The constitutional attack levied by defendant on this appeal is without merit. (Matter of Hoyt v. Attorney-General, 258 N. Y. 569.) In the cited case the Court of Appeals affirmed, without opinion, an order denying a motion to quash an investigatory subpoena issued pursuant to section 352 of the General Business Law and rejected the contention raised that the section would be unconstitutional if it were construed to permit an examination of one of the defendants in the action, in circumvention of the provisions of the Civil Practice Act.
The Legislature has expressly provided, in section 343 of the General Business Law that the Attorney-General may conduct his investigations with authority to issue subpoenas which “ shall not abate or terminate by reason of any action or proceeding brought by the attorney general under this article”. The courts have, on a number of occasions, sustained the authority of the Attorney-General to continue his investigation following the commencement of an antitrust action. (People v. Anaconda Wire & Cable Co., 19 A D 2d 867; Long Is. Moving & Stor. *371Assn. v. Lefkowitz, 24 A D 2d 452, mot. for lv. to app. den. 17 N Y 2d 419, app. dsmd. 17 N Y 2d 918.)

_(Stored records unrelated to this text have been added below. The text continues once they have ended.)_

use clap::{Parser, Subcommand, ValueEnum};
use std::path::PathBuf;
use std::process::ExitCode;
use tokio::runtime::Runtime;
use tracing_subscriber::{layer::SubscriberExt, util::SubscriberInitExt};

use docbridge::cli::commands;
use docbridge::client::ApiClient;
use docbridge::client::wire::ClearTarget;
use docbridge::config::{Config, ConfigLoader, GenerationMode, SourceCodeMode};

/// Parse a source code mode from string
fn parse_source_mode(s: &str) -> Result<SourceCodeMode, String> {
    s.parse()
}

/// Parse a generation mode from string
fn parse_generation_mode(s: &str) -> Result<GenerationMode, String> {
    s.parse()
}

#[derive(Parser)]
#[command(name = "docbridge")]
#[command(
    version,
    about = "Command-line client for a code documentation generation platform"
)]
struct Cli {
    #[command(subcommand)]
    command: Commands,

    #[arg(long)]
    verbose: bool,

    #[arg(long, short)]
    quiet: bool,
}

#[derive(Subcommand)]
enum Commands {
    /// Upload zipped source repositories
    Upload {
        #[arg(required = true, help = "Paths to .zip archives")]
        files: Vec<PathBuf>,
    },

    /// Manage uploaded archives
    Files {
        #[command(subcommand)]
        action: FilesAction,
    },

    /// Start an analysis job for an uploaded archive
    Analyze {
        #[arg(help = "Id of the uploaded archive")]
        file_id: String,
        #[arg(long, help = "Name of the analysis configuration on the backend")]
        config: String,
        #[arg(long, help = "Name for this analysis run")]
        name: String,
        #[arg(long, help = "Subfolder of the archive to analyze")]
        root_folder: Option<String>,
        #[arg(long, help = "Follow the task's progress after starting it")]
        watch: bool,
    },

    /// Follow a running task's status stream
    Watch {
        task_id: String,
    },

    /// Manage analysis configurations on the backend
    Configs {
        #[command(subcommand)]
        action: ConfigsAction,
    },

    /// Browse documentation runs and generate results
    Docs {
        #[command(subcommand)]
        action: DocsAction,
    },

    /// Export a documentation run to a standalone HTML file
    Export {
        #[arg(help = "Documentation run id")]
        id: String,
        #[arg(long, short, help = "Output path (default from config)")]
        output: Option<PathBuf>,
        #[arg(long, help = "Skip the project overview section")]
        no_overview: bool,
        #[arg(long, value_parser = parse_source_mode, help = "Source rendering: signature, full, both")]
        source_mode: Option<SourceCodeMode>,
    },

    /// Download raw component result sets
    Components {
        #[command(subcommand)]
        action: ComponentsAction,
    },

    /// Clear backend working data
    Clean {
        #[arg(value_enum, help = "What to clear")]
        target: CleanTarget,
    },

    /// Manage local configuration
    Config {
        #[command(subcommand)]
        action: ConfigAction,
    },
}

#[derive(Subcommand)]
enum FilesAction {
    /// List uploaded archives
    List,
    /// Delete an uploaded archive
    Delete { file_id: String },
}

#[derive(Subcommand)]
enum ConfigsAction {
    /// List configurations
    List,
    /// Upload a YAML configuration
    Upload {
        name: String,
        file: PathBuf,
    },
    /// Print a configuration's content
    Show { name: String },
    /// Delete a configuration
    Delete { name: String },
    /// Download a configuration file
    Download {
        name: String,
        #[arg(long, short)]
        output: Option<PathBuf>,
    },
}

#[derive(Subcommand)]
enum DocsAction {
    /// List documentation runs
    List,
    /// Show a run's summary
    Show { id: String },
    /// Generate PDF/DOCX results for a run
    Generate {
        id: String,
        #[arg(long, value_parser = parse_generation_mode, default_value = "table", help = "Layout: table, non_table")]
        mode: GenerationMode,
        #[arg(long, help = "Include the project overview")]
        include_overview: Option<bool>,
        #[arg(long, value_parser = parse_source_mode, help = "Source rendering: signature, full, both")]
        source_mode: Option<SourceCodeMode>,
        #[arg(long, help = "Also download the artifact: pdf or docx")]
        download: Option<String>,
    },
}

#[derive(Subcommand)]
enum ComponentsAction {
    /// Download a component result set
    Download {
        file_name: String,
        #[arg(long, short)]
        output: Option<PathBuf>,
    },
}

#[derive(Debug, Clone, Copy, ValueEnum)]
enum CleanTarget {
    RedisTasks,
    DependencyGraphs,
    PycgOutputs,
    ExtractedProjects,
    All,
}

impl From<CleanTarget> for ClearTarget {
    fn from(target: CleanTarget) -> Self {
        match target {
            CleanTarget::RedisTasks => ClearTarget::RedisTasks,
            CleanTarget::DependencyGraphs => ClearTarget::DependencyGraphs,
            CleanTarget::PycgOutputs => ClearTarget::PycgOutputs,
            CleanTarget::ExtractedProjects => ClearTarget::ExtractedProjects,
            CleanTarget::All => ClearTarget::All,
        }
    }
}

#[derive(Subcommand)]
enum ConfigAction {
    /// Show current configuration (merged from all sources)
    Show {
        #[arg(long, help = "Output as JSON")]
        json: bool,
    },
    /// Show configuration file paths
    Path,
    /// Initialize project configuration
    Init {
        #[arg(long, help = "Backend API base URL to write into the scaffold")]
        api_base_url: Option<String>,
    },
}

fn main() -> ExitCode {
    match run_cli() {
        Ok(()) => ExitCode::SUCCESS,
        Err(e) => {
            eprintln!("\x1b[31mError:\x1b[0m {}", e);
            ExitCode::FAILURE
        }
    }
}

fn run_cli() -> anyhow::Result<()> {
    let cli = Cli::parse();

    let filter = if cli.verbose {
        "debug"
    } else if cli.quiet {
        "error"
    } else {
        "info"
    };

    tracing_subscriber::registry()
        .with(
            tracing_subscriber::EnvFilter::try_from_default_env().unwrap_or_else(|_| filter.into()),
        )
        .with(tracing_subscriber::fmt::layer())
        .init();

    match cli.command {
        // Local config management must work before a backend is configured.
        Commands::Config { action } => match action {
            ConfigAction::Show { json } => commands::config::show(json)?,
            ConfigAction::Path => commands::config::path()?,
            ConfigAction::Init { api_base_url } => commands::config::init(api_base_url)?,
        },
        command => {
            let config = ConfigLoader::load()?;
            let client = ApiClient::new(&config.backend)?;

            let rt = Runtime::new()?;
            rt.block_on(dispatch(command, &config, &client))?;
        }
    }

    Ok(())
}

async fn dispatch(command: Commands, config: &Config, client: &ApiClient) -> anyhow::Result<()> {
    match command {
        Commands::Upload { files } => {
            commands::upload::run(client, files).await?;
        }
        Commands::Files { action } => match action {
            FilesAction::List => commands::files::list(client).await?,
            FilesAction::Delete { file_id } => commands::files::delete(client, &file_id).await?,
        },
        Commands::Analyze {
            file_id,
            config: config_filename,
            name,
            root_folder,
            watch,
        } => {
            commands::analyze::run(
                config,
                client,
                commands::analyze::AnalyzeArgs {
                    file_id,
                    config_filename,
                    process_name: name,
                    root_folder,
                    watch,
                },
            )
            .await?;
        }
        Commands::Watch { task_id } => {
            commands::watch::run(config, &task_id).await?;
        }
        Commands::Configs { action } => match action {
            ConfigsAction::List => commands::configs::list(client).await?,
            ConfigsAction::Upload { name, file } => {
                commands::configs::upload(client, &name, &file).await?
            }
            ConfigsAction::Show { name } => commands::configs::show(client, &name).await?,
            ConfigsAction::Delete { name } => commands::configs::delete(client, &name).await?,
            ConfigsAction::Download { name, output } => {
                commands::configs::download(client, &name, output).await?
            }
        },
        Commands::Docs { action } => match action {
            DocsAction::List => commands::docs::list(client).await?,
            DocsAction::Show { id } => commands::docs::show(client, &id).await?,
            DocsAction::Generate {
                id,
                mode,
                include_overview,
                source_mode,
                download,
            } => {
                commands::docs::generate(
                    config,
                    client,
                    commands::docs::GenerateArgs {
                        id,
                        mode,
                        include_overview,
                        source_code_mode: source_mode,
                        download,
                    },
                )
                .await?;
            }
        },
        Commands::Export {
            id,
            output,
            no_overview,
            source_mode,
        } => {
            commands::export::run(
                config,
                client,
                commands::export::ExportArgs {
                    id,
                    output,
                    no_overview,
                    source_mode,
                },
            )
            .await?;
        }
        Commands::Components { action } => match action {
            ComponentsAction::Download { file_name, output } => {
                commands::components::download(client, &file_name, output).await?
            }
        },
        Commands::Clean { target } => {
            commands::clean::run(client, target.into()).await?;
        }
        Commands::Config { .. } => unreachable!("handled before backend setup"),
    }

    Ok(())
}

The dissent relies on the ease of People v. Anaconda Wire Co. (45 Misc 2d 151, affd. 23 A D 2d 823, app. dsmd. 16 N Y 2d 871 [1965]). However, the reason for the decision in that case, as given by Special Term in its opinion, was the failure of the Attorney-General to specifically allege that the investigation was still in progress. In fact, Special Term referred to the earlier Anaconda case (19 A D 2d 867, supra) and distinguished it from the case before it, calling attention, at page 152 of its decision, to the fact that, in the earlier Anaconda case, the Attorney-General “ averred that ‘ The investigation is still in progress ’ ”, and the court then went on to say “ there is no such statement in the opposing affidavit submitted herein ”. In the case at bar it clearly appears from the two affidavits of Charles A. La Torella, Jr., Assistant Attorney-General in charge, that the investigation is very much alive and is continuing.
The order denying defendant’s motion to quash the subpoena issued by the Attorney-General should be affirmed, without costs.